*Task directions*
Out of all the lines below, count those with the word "configuration". Give the number only.
[[ Data excerpts, beginning ]]
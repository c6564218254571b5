use color_eyre::{eyre::eyre, Result};
use serde::Deserialize;
use std::path::{Path, PathBuf};

#[derive(Debug, Clone, Deserialize)]
pub struct Config {
  pub api: ApiConfig,
  #[serde(default)]
  pub cache: CacheConfig,
  #[serde(default)]
  pub logging: LoggingConfig,
}

#[derive(Debug, Clone, Deserialize)]
pub struct ApiConfig {
  /// Base URL of the API, e.g. "https://books.example.com/api/"
  pub url: String,
  /// Sent as the `organization-id` header
  pub organization_id: Option<String>,
  /// Sent as `Accept-Language`
  #[serde(default = "default_locale")]
  pub locale: String,
  /// Per-request timeout of the HTTP client
  #[serde(default = "default_timeout_secs")]
  pub timeout_secs: u64,
}

#[derive(Debug, Clone, Deserialize)]
pub struct CacheConfig {
  /// Age after which successful entries are refetched on read.
  /// Unset means entries only go stale through invalidation.
  pub stale_time_secs: Option<u64>,
  /// Default page size for list commands
  #[serde(default = "default_page_size")]
  pub page_size: u32,
}

impl Default for CacheConfig {
  fn default() -> Self {
    Self {
      stale_time_secs: None,
      page_size: default_page_size(),
    }
  }
}

#[derive(Debug, Clone, Deserialize)]
pub struct LoggingConfig {
  /// Write logs to this file instead of stderr
  pub file: Option<PathBuf>,
  /// Filter directive used when TALLY_LOG is not set
  #[serde(default = "default_log_level")]
  pub level: String,
}

impl Default for LoggingConfig {
  fn default() -> Self {
    Self {
      file: None,
      level: default_log_level(),
    }
  }
}

fn default_locale() -> String {
  "en".to_string()
}

fn default_timeout_secs() -> u64 {
  30
}

fn default_page_size() -> u32 {
  12
}

fn default_log_level() -> String {
  "warn".to_string()
}

impl Config {
  /// Load configuration from file.
  ///
  /// Search order:
  /// 1. Explicit path if provided
  /// 2. ./tally.yaml (current directory)
  /// 3. $XDG_CONFIG_HOME/tally/config.yaml
  pub fn load(explicit_path: Option<&Path>) -> Result<Self> {
    let path = if let Some(p) = explicit_path {
      if p.exists() {
        Some(p.to_path_buf())
      } else {
        return Err(eyre!("Config file not found: {}", p.display()));
      }
    } else {
      Self::find_config_file()
    };

    match path {
      Some(p) => Self::load_from_path(&p),
      None => Err(eyre!(
        "No configuration file found. Create one at ~/.config/tally/config.yaml\n\
                 with at least `api.url` set."
      )),
    }
  }

  fn find_config_file() -> Option<PathBuf> {
    // Check current directory
    let local = PathBuf::from("tally.yaml");
    if local.exists() {
      return Some(local);
    }

    // Check XDG config directory
    if let Some(config_dir) = dirs::config_dir() {
      let xdg_path = config_dir.join("tally").join("config.yaml");
      if xdg_path.exists() {
        return Some(xdg_path);
      }
    }

    None
  }

  fn load_from_path(path: &Path) -> Result<Self> {
    let contents = std::fs::read_to_string(path)
      .map_err(|e| eyre!("Failed to read config file {}: {}", path.display(), e))?;

    Self::from_yaml(&contents)
      .map_err(|e| eyre!("Failed to parse config file {}: {}", path.display(), e))
  }

  pub fn from_yaml(contents: &str) -> Result<Self> {
    let config: Config = serde_yaml::from_str(contents)?;
    if config.api.url.trim().is_empty() {
      return Err(eyre!("api.url must not be empty"));
    }
    Ok(config)
  }

  /// Cache stale time as a chrono duration, if configured.
  pub fn stale_time(&self) -> Option<chrono::Duration> {
    self
      .cache
      .stale_time_secs
      .and_then(|secs| i64::try_from(secs).ok())
      .map(chrono::Duration::seconds)
  }

  /// Get the API token from environment variables.
  ///
  /// Checks TALLY_API_TOKEN first, then TALLY_TOKEN as fallback. The token
  /// is optional so that public endpoints can still be queried.
  pub fn get_api_token() -> Option<String> {
    std::env::var("TALLY_API_TOKEN")
      .or_else(|_| std::env::var("TALLY_TOKEN"))
      .ok()
      .filter(|token| !token.is_empty())
  }
}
[[ Data excerpts, end ]]
*Output for this task*
2